▸ WHAT TO PRODUCE
What lines in the records below hold the string "MemoryCatalog"? Please show them.

· · · ·

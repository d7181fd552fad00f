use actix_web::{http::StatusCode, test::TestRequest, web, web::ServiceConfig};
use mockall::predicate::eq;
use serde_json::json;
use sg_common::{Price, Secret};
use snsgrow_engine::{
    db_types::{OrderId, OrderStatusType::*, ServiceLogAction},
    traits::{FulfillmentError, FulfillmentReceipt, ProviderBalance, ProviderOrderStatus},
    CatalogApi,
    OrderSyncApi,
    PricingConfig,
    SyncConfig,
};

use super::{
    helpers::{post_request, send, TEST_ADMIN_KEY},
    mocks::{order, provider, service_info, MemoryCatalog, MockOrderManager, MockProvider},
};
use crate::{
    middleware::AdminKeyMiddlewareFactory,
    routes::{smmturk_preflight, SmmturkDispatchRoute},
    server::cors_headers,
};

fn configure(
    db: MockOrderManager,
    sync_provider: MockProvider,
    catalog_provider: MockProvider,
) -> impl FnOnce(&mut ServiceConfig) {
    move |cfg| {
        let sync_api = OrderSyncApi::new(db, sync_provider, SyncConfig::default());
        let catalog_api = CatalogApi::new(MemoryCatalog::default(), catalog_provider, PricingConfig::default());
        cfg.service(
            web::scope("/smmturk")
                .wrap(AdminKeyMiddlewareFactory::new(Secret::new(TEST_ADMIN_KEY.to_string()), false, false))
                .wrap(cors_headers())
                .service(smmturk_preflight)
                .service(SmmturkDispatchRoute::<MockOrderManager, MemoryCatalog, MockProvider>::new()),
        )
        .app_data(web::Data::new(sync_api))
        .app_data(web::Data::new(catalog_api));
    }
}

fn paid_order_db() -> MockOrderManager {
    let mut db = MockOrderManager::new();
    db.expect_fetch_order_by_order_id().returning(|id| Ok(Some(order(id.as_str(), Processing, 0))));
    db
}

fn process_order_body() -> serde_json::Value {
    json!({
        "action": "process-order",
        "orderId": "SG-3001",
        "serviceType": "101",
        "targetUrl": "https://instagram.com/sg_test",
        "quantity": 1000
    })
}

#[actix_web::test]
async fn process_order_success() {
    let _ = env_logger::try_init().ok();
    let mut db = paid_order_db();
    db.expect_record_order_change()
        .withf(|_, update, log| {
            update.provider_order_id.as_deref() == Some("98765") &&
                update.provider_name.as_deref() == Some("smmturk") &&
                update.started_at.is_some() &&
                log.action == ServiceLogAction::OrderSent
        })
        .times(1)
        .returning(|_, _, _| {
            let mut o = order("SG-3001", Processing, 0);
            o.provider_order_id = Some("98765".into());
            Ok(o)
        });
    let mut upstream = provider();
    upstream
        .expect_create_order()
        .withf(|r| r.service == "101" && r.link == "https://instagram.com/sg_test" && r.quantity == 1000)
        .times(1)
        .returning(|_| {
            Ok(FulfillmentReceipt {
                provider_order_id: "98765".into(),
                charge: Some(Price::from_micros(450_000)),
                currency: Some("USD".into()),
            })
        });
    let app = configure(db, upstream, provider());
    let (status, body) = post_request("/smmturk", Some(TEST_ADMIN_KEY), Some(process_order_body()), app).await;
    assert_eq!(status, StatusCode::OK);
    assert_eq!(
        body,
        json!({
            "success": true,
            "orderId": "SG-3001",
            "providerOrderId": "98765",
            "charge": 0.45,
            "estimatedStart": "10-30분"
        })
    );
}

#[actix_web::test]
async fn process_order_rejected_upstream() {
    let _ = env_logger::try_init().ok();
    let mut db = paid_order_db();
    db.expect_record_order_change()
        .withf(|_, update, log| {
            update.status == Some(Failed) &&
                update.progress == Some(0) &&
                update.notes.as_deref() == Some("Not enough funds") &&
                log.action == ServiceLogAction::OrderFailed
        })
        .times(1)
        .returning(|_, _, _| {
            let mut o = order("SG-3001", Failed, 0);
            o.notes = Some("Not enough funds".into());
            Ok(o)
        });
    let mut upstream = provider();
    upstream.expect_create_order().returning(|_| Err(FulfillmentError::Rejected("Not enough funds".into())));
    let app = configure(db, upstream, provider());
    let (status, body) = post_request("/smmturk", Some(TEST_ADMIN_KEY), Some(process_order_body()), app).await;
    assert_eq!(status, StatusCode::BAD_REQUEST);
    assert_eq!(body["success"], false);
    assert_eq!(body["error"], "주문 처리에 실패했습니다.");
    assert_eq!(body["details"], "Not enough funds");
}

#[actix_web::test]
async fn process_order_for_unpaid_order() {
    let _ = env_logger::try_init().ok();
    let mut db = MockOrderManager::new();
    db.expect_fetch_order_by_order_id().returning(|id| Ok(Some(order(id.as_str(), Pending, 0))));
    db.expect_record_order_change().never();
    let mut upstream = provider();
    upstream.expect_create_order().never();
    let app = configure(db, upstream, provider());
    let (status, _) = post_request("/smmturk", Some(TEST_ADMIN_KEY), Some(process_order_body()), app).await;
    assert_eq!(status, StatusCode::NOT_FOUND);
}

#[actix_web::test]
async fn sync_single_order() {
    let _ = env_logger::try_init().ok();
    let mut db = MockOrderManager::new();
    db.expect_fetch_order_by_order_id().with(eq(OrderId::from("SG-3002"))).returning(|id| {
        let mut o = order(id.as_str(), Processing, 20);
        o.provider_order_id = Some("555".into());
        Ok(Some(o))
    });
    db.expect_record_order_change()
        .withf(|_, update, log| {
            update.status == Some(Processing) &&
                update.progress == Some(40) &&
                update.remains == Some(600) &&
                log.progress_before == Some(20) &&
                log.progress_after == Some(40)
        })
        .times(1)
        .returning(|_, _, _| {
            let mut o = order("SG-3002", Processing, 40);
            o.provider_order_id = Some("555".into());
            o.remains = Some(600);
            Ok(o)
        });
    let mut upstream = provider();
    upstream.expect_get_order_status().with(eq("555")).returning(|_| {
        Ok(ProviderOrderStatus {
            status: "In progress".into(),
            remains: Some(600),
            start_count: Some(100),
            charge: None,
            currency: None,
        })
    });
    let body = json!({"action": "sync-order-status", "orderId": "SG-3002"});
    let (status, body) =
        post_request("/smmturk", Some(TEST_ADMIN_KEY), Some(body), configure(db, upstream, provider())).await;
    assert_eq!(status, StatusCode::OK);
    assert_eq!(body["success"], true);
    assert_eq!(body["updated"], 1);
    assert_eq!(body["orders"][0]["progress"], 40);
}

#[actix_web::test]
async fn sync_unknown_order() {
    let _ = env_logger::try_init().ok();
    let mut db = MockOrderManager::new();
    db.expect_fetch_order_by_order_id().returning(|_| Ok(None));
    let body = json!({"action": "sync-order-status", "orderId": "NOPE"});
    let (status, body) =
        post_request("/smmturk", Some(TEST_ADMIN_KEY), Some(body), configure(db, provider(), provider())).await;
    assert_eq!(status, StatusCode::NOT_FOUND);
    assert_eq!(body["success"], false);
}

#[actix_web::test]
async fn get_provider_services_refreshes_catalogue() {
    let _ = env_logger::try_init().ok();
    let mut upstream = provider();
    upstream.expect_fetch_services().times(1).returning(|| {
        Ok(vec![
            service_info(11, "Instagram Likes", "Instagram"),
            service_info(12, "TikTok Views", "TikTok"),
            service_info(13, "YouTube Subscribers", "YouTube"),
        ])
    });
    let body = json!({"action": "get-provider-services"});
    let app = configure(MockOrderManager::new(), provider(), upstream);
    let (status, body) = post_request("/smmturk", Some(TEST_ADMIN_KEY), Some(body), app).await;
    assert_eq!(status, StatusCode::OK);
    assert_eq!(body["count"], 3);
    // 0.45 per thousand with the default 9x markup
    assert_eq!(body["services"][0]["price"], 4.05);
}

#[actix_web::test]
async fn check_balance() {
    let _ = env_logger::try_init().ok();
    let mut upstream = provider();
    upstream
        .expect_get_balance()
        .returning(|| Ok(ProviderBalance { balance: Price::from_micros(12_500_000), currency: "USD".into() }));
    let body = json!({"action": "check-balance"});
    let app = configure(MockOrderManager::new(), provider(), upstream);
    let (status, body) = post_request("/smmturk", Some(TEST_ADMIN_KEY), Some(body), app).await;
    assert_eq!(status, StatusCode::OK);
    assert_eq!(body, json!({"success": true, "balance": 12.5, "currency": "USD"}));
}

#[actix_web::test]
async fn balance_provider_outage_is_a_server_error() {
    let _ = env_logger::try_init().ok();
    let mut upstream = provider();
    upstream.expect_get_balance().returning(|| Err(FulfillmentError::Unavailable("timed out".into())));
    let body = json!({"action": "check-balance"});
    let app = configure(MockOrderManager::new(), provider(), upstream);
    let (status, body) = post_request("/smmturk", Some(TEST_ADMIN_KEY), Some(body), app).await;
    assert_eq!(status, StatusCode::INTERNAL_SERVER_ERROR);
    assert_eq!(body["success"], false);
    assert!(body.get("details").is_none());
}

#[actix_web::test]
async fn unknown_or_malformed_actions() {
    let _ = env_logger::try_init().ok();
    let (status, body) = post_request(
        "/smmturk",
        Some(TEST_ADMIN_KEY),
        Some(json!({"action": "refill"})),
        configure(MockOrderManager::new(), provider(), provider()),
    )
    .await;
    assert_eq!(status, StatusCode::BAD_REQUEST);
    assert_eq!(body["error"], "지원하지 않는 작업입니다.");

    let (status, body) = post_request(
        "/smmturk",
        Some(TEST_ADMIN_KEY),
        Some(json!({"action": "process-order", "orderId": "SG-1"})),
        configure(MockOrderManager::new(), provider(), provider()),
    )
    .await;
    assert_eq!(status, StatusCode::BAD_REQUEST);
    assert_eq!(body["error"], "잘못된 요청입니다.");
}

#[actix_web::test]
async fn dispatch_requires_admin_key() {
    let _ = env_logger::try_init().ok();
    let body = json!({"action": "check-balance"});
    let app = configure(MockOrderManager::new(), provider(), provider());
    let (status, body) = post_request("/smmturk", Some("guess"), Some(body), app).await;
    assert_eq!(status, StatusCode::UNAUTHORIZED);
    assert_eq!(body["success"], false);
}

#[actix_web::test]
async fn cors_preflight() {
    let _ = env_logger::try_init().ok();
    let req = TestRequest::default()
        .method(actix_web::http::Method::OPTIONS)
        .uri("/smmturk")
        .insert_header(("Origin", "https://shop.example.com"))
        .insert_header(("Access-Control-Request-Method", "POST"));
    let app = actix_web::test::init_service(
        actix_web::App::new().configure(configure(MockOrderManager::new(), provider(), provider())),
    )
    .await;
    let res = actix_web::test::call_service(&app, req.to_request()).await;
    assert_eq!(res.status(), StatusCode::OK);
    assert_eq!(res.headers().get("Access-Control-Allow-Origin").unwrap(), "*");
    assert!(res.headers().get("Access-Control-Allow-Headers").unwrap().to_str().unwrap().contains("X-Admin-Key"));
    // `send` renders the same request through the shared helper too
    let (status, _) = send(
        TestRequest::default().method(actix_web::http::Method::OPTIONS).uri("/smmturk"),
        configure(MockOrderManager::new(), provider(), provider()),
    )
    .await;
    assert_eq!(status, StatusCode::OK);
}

· · · ·

▸ EXERCISE ANSWER
    mocks::{order, provider, service_info, MemoryCatalog, MockOrderManager, MockProvider},
        let catalog_api = CatalogApi::new(MemoryCatalog::default(), catalog_provider, PricingConfig::default());
                .service(SmmturkDispatchRoute::<MockOrderManager, MemoryCatalog, MockProvider>::new()),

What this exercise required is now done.